• Task requirements: When a line in the entries contains the word "EngineError", copy that line in full.

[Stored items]
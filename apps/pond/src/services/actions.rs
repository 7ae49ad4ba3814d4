//! Primitive action wrappers over the remote engine.
//!
//! Each wrapper reports its own failure to the notification sink with a
//! message naming the operation. What reaches the caller afterwards depends
//! on the operation:
//!
//! - `init_store`, `stop_game`: nothing, the notice is the whole story
//! - `start_game`: `false`
//! - `roll_dice`, `choose_columns`: `None`
//! - everything else: the error itself, for the caller to decide

use std::sync::Arc;

use tracing::{debug, warn};

use crate::config::NotificationConfig;
use crate::domain::snapshot::{MAX_SEATS, MIN_PLAYERS};
use crate::domain::{ColumnChoice, GameSettings, GameSnapshot, RollOutcome, StatsSummary};
use crate::engine::GameEngine;
use crate::error::{code_for_op, AppError, EngineError};
use crate::errors::ErrorCode;
use crate::services::notifications::{Notice, Notifier};

#[derive(Clone)]
pub struct EngineActions {
    engine: Arc<dyn GameEngine>,
    notifier: Arc<dyn Notifier>,
    notices: NotificationConfig,
}

impl EngineActions {
    pub fn new(
        engine: Arc<dyn GameEngine>,
        notifier: Arc<dyn Notifier>,
        notices: NotificationConfig,
    ) -> Self {
        Self {
            engine,
            notifier,
            notices,
        }
    }

    pub fn notifier(&self) -> &Arc<dyn Notifier> {
        &self.notifier
    }

    pub fn notify_error(&self, id: ErrorCode, message: impl Into<String>) {
        self.notifier
            .notify(Notice::error(id, message, self.notices.timeout));
    }

    pub fn notify_info(&self, id: ErrorCode, message: impl Into<String>) {
        self.notifier
            .notify(Notice::info(id, message, self.notices.timeout));
    }

    fn report(&self, err: &EngineError, message: String) {
        warn!(op = %err.op, kind = ?err.kind, detail = %err.detail, "engine call failed");
        self.notify_error(code_for_op(err.op), message);
    }

    pub async fn init_store(&self) {
        if let Err(err) = self.engine.init_store().await {
            self.report(&err, format!("Failed to initialize game storage: {}", err.detail));
        }
    }

    /// Validate locally, then ask the engine to start. Invalid settings never
    /// reach the engine.
    pub async fn start_game(&self, settings: &GameSettings) -> bool {
        if let Err(err) = validate_settings(settings) {
            warn!(error = %err, "refusing to start game");
            self.notify_error(ErrorCode::StartError, format!("Failed to start game: {err}"));
            return false;
        }
        match self.engine.start_game(settings).await {
            Ok(started) => {
                debug!(players = settings.players.len(), started, "start_game answered");
                started
            }
            Err(err) => {
                self.report(&err, format!("Failed to start game: {}", err.detail));
                false
            }
        }
    }

    pub async fn stop_game(&self) {
        if let Err(err) = self.engine.stop_game().await {
            self.report(&err, format!("Failed to stop game: {}", err.detail));
        }
    }

    pub async fn roll_dice(&self) -> Option<RollOutcome> {
        match self.engine.roll_dice().await {
            Ok(outcome) => outcome,
            Err(err) => {
                self.report(&err, format!("Failed to roll dice: {}", err.detail));
                None
            }
        }
    }

    /// Translate the pairing to engine indices and submit it.
    pub async fn choose_columns(&self, choice: ColumnChoice) -> Option<GameSnapshot> {
        let columns = choice.engine_columns();
        debug!(choice = %choice, first = columns.first, second = ?columns.second, "choose_columns");
        match self.engine.choose_columns(columns).await {
            Ok(snapshot) => snapshot,
            Err(err) => {
                self.report(&err, format!("Failed to choose columns: {}", err.detail));
                None
            }
        }
    }

    pub async fn end_run(&self, forced: bool) -> Result<GameSnapshot, AppError> {
        self.engine.end_run(forced).await.map_err(|err| {
            self.report(&err, format!("Failed to end run: {}", err.detail));
            err.into()
        })
    }

    pub async fn game_state(&self) -> Result<GameSnapshot, AppError> {
        self.engine.game_state().await.map_err(|err| {
            self.report(&err, format!("Failed to load game state: {}", err.detail));
            err.into()
        })
    }

    pub async fn game_statistics(&self) -> Result<StatsSummary, AppError> {
        self.engine.game_statistics().await.map_err(|err| {
            self.report(&err, format!("Failed to load game statistics: {}", err.detail));
            err.into()
        })
    }

    pub async fn name(&self, seed: Option<u64>) -> Result<String, AppError> {
        self.engine.name(seed).await.map_err(|err| {
            self.report(&err, format!("Failed to generate a name: {}", err.detail));
            err.into()
        })
    }

    pub async fn check_continue(&self) -> Result<bool, AppError> {
        self.engine.check_continue().await.map_err(|err| {
            self.report(&err, "AI encountered an error deciding.".to_string());
            AppError::decision(err.to_string())
        })
    }

    pub async fn choose_column(&self, outcome: &RollOutcome) -> Result<ColumnChoice, AppError> {
        self.engine.choose_column(outcome).await.map_err(|err| {
            self.report(&err, "AI encountered an error choosing.".to_string());
            AppError::decision(err.to_string())
        })
    }
}

pub fn validate_settings(settings: &GameSettings) -> Result<(), AppError> {
    let players = settings.players.len();
    if !(MIN_PLAYERS..=MAX_SEATS).contains(&players) {
        return Err(AppError::config(format!(
            "a game needs {MIN_PLAYERS} to {MAX_SEATS} players, got {players}"
        )));
    }
    if settings.win_cols == 0 {
        return Err(AppError::config("win_cols must be at least 1"));
    }
    Ok(())
}
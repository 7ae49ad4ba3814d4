//! Guided walkthrough of the board.
//!
//! While the walkthrough is open the autonomous driver stands down; the
//! session mirrors [`Walkthrough::is_open`] into the shared turn state.

#[derive(Debug, Clone, Copy, PartialEq, Eq)]
pub struct TourStep {
    /// Anchor the overlay points at.
    pub selector: &'static str,
    pub content: &'static str,
    /// Hide the overlay's own navigation; the reader advances by using the
    /// highlighted control.
    pub disable_actions: bool,
    /// Let clicks through to the highlighted control.
    pub step_interaction: bool,
}

pub static TOUR_STEPS: [TourStep; 5] = [
    TourStep {
        selector: "#board-container",
        content: "Welcome to the Pond! Your goal is to help your frogs hop all the way up their lilypad columns, from the murky bottom to the sunny top. Be the first player to reach the final lilypad in three different columns to claim victory and become the Pond Champion!",
        disable_actions: false,
        step_interaction: false,
    },
    TourStep {
        selector: "#turn-start-container",
        content: "Ready to make a splash? Roll the dice to see which lilypads your frogs can hop to! Press the 'Hop' button.",
        disable_actions: true,
        step_interaction: true,
    },
    TourStep {
        selector: "#dice-container",
        content: "You've rolled four dice! Pair them up (two pairs) and add the numbers in each pair. These sums tell you which lilypad columns your frogs might advance on this hop.",
        disable_actions: false,
        step_interaction: false,
    },
    TourStep {
        selector: "#choice-container",
        content: "Based on your dice pairs, these are the lilypad columns you can choose to hop on. You can pick up to three different columns during your turn's hopping spree. Choose which columns your frogs will attempt to advance on!",
        disable_actions: true,
        step_interaction: true,
    },
    TourStep {
        selector: "#turn-start-container",
        content: "Feeling brave, little tadpole? Choose 'Hop' to roll again and try to advance further up your chosen lilypad columns (up to three total for the turn). Or, play it safe and 'Stop' to secure your frogs' current positions on their lilypads. Be warned! If you hop again and can't make *any* of your chosen column numbers with the new dice pairs, your frogs get stuck in the mud - you're CROAKED! - and lose all progress from this turn's hopping spree. Happy Hopping!",
        disable_actions: false,
        step_interaction: false,
    },
];

#[derive(Debug, Default, Clone, PartialEq, Eq)]
pub struct Walkthrough {
    open: bool,
    step: usize,
}

impl Walkthrough {
    pub fn is_open(&self) -> bool {
        self.open
    }

    /// Open at the first step.
    pub fn open(&mut self) -> &'static TourStep {
        self.open = true;
        self.step = 0;
        &TOUR_STEPS[0]
    }

    pub fn current(&self) -> Option<&'static TourStep> {
        if self.open {
            TOUR_STEPS.get(self.step)
        } else {
            None
        }
    }

    pub fn step_index(&self) -> usize {
        self.step
    }

    /// Move forward; stepping past the last step closes the walkthrough.
    pub fn next(&mut self) -> Option<&'static TourStep> {
        if !self.open {
            return None;
        }
        if self.step + 1 >= TOUR_STEPS.len() {
            self.close();
            return None;
        }
        self.step += 1;
        self.current()
    }

    pub fn previous(&mut self) -> Option<&'static TourStep> {
        if self.open {
            self.step = self.step.saturating_sub(1);
        }
        self.current()
    }

    pub fn close(&mut self) {
        self.open = false;
        self.step = 0;
    }
}

#[cfg(test)]
mod tests {
    use super::*;

    #[test]
    fn interactive_steps_are_the_hop_and_choice_prompts() {
        let interactive: Vec<&str> = TOUR_STEPS
            .iter()
            .filter(|step| step.step_interaction)
            .map(|step| step.selector)
            .collect();
        assert_eq!(interactive, vec!["#turn-start-container", "#choice-container"]);
        assert!(TOUR_STEPS
            .iter()
            .all(|step| step.disable_actions == step.step_interaction));
    }

    #[test]
    fn walking_off_the_end_closes() {
        let mut tour = Walkthrough::default();
        assert!(tour.current().is_none());
        assert_eq!(tour.open().selector, "#board-container");

        for _ in 1..TOUR_STEPS.len() {
            assert!(tour.next().is_some());
        }
        assert_eq!(tour.step_index(), TOUR_STEPS.len() - 1);
        assert!(tour.next().is_none());
        assert!(!tour.is_open());
    }

    #[test]
    fn previous_stops_at_the_first_step() {
        let mut tour = Walkthrough::default();
        tour.open();
        tour.next();
        assert_eq!(tour.previous().map(|s| s.selector), Some("#board-container"));
        assert_eq!(tour.previous().map(|s| s.selector), Some("#board-container"));
    }
}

• Answer to the exercise:
use crate::error::{code_for_op, AppError, EngineError};
    fn report(&self, err: &EngineError, message: String) {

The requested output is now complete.